I have not been on about a week. I had a family emergency. I should be back on now...but it may be spotted. I answered all the PM"s I got just now. If you do PM me about jetting I will get back to you ASAP...it might take me a day or so...but I will answer as soon as I can. Everything should back to normal in a few weeks. 

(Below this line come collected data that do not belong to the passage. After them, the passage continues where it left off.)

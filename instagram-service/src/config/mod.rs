use secrecy::Secret;
use serde::Deserialize;
use service_core::config as core_config;
use service_core::error::AppError;
use std::env;

/// Default upstream model for the identity prompt.
pub const DEFAULT_MODEL: &str = "gpt-4o-mini";

/// Default OpenAI-compatible API root.
pub const DEFAULT_OPENAI_BASE_URL: &str = "https://api.openai.com/v1";

/// Default timeout for the outbound completion call.
const DEFAULT_TIMEOUT_SECS: u64 = 120;

#[derive(Debug, Clone, Deserialize)]
pub struct InstagramConfig {
    #[serde(flatten)]
    pub common: core_config::Config,
    pub openai: OpenAiConfig,
    /// Display-only environment name reported by `GET /`.
    pub environment: String,
}

#[derive(Debug, Clone, Deserialize)]
pub struct OpenAiConfig {
    /// Missing keys are tolerated at startup; requests then fail with a 500.
    pub api_key: Option<Secret<String>>,
    pub base_url: String,
    pub model: String,
    pub timeout_secs: u64,
}

impl InstagramConfig {
    pub fn load() -> Result<Self, AppError> {
        let common_config = core_config::Config::load()?;

        Ok(InstagramConfig {
            common: common_config,
            openai: OpenAiConfig {
                api_key: optional_env("OPENAI_API_KEY").map(Secret::new),
                base_url: get_env("OPENAI_BASE_URL", DEFAULT_OPENAI_BASE_URL),
                model: get_env("OPENAI_MODEL", DEFAULT_MODEL),
                timeout_secs: parse_env("OPENAI_TIMEOUT_SECS", DEFAULT_TIMEOUT_SECS)?,
            },
            environment: get_env("ENVIRONMENT", "development"),
        })
    }
}

fn optional_env(key: &str) -> Option<String> {
    env::var(key).ok().filter(|v| !v.trim().is_empty())
}

fn get_env(key: &str, default: &str) -> String {
    optional_env(key).unwrap_or_else(|| default.to_string())
}

fn parse_env<T: std::str::FromStr>(key: &str, default: T) -> Result<T, AppError>
where
    T::Err: std::fmt::Display,
{
    match optional_env(key) {
        Some(raw) => raw.parse().map_err(|e| {
            AppError::ConfigError(anyhow::anyhow!("{} has an invalid value '{}': {}", key, raw, e))
        }),
        None => Ok(default),
    }
}
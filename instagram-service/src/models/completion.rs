use serde::Serialize;
use serde_json::Value;

/// Marker placed in `error` when the model's text is not valid JSON.
pub const PARSE_FAILURE_MARKER: &str = "Could not parse response as JSON";

/// Outcome of interpreting the model's text.
#[derive(Debug, Clone, PartialEq)]
pub enum CompletionResult {
    /// The text parsed as JSON; relayed verbatim.
    Structured(Value),
    /// The text was not JSON; relayed wrapped with a marker.
    Fallback(FallbackResult),
}

#[derive(Debug, Clone, PartialEq, Eq, Serialize)]
pub struct FallbackResult {
    pub error: String,
    pub raw_response: String,
}

impl CompletionResult {
    /// Parse upstream text. Any JSON value is accepted; no shape check.
    pub fn from_text(text: &str) -> Self {
        match serde_json::from_str::<Value>(text) {
            Ok(value) => CompletionResult::Structured(value),
            Err(_) => CompletionResult::Fallback(FallbackResult {
                error: PARSE_FAILURE_MARKER.to_string(),
                raw_response: text.to_string(),
            }),
        }
    }
}

impl Serialize for CompletionResult {
    fn serialize<S: serde::Serializer>(&self, serializer: S) -> Result<S::Ok, S::Error> {
        match self {
            CompletionResult::Structured(value) => value.serialize(serializer),
            CompletionResult::Fallback(fallback) => fallback.serialize(serializer),
        }
    }
}
use axum::response::{IntoResponse, Response};
use std::any::Any;

use crate::error::AppError;

/// Turn a panic raised while handling a request into the standard 500 body.
///
/// Use with `tower_http::catch_panic::CatchPanicLayer::custom`.
pub fn panic_response(err: Box<dyn Any + Send + 'static>) -> Response {
    let detail = if let Some(s) = err.downcast_ref::<String>() {
        s.clone()
    } else if let Some(s) = err.downcast_ref::<&str>() {
        s.to_string()
    } else {
        "Unknown panic message".to_string()
    };

    tracing::error!(panic = %detail, "Request handler panicked");

    AppError::InternalError(anyhow::anyhow!(detail)).into_response()
}

#[cfg(test)]
mod tests {
    use super::*;
    use axum::{Router, body::Body, http::Request, http::StatusCode, routing::get};
    use http_body_util::BodyExt;
    use tower::ServiceExt;
    use tower_http::catch_panic::CatchPanicLayer;

    async fn explode() -> &'static str {
        panic!("handler exploded")
    }

    #[tokio::test]
    async fn panics_become_internal_errors() {
        let app = Router::new()
            .route("/", get(explode))
            .layer(CatchPanicLayer::custom(panic_response));

        let response = app
            .oneshot(Request::builder().uri("/").body(Body::empty()).unwrap())
            .await
            .unwrap();

        assert_eq!(response.status(), StatusCode::INTERNAL_SERVER_ERROR);

        let bytes = response.into_body().collect().await.unwrap().to_bytes();
        let body: serde_json::Value = serde_json::from_slice(&bytes).unwrap();
        assert_eq!(body["error"], "Internal server error");
        assert_eq!(body["message"], "handler exploded");
    }
}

I would like to ask everyone to Pray for my family and I if all possible. Thank You!

Bootlegger


----------



## gpinjason (Nov 10, 2009)

Welcome back, hope everything is ok with your family!


----------



## 650Brute (Dec 18, 2008)

Hope everything is ok, Hang in there Buddy.


----------



## Bootlegger (Dec 18, 2008)

Thank you all....!


----------



## Polaris425 (Dec 16, 2004)

Anything we can do bro just hollar...


----------



## duramaxlover (Mar 17, 2010)

hope everything is ok take care of ur family we can help the otheres with jetting


----------



## lilbigtonka (Dec 30, 2008)

i hope everything is good too. hope it aint nothing to to serious


----------



## drtj (May 3, 2009)

hope all is well


----------



## Brute650i (Dec 17, 2008)

I was beginning to wonder where you had been. You'll be in my prayers and hope all turns out for the best


----------



## Big D (Jun 23, 2009)

Thoughts and prayers are with you.
D


----------



## Bootlegger (Dec 18, 2008)

Thank You everyone...


----------



## Rack High (Feb 23, 2010)

I wish you and your family all the best.


----------



## ranceola (Sep 18, 2009)

Same here i hope everything is ok


----------



## Bootlegger (Dec 18, 2008)

Thanks again you all. Everything is going pretty well now.


----------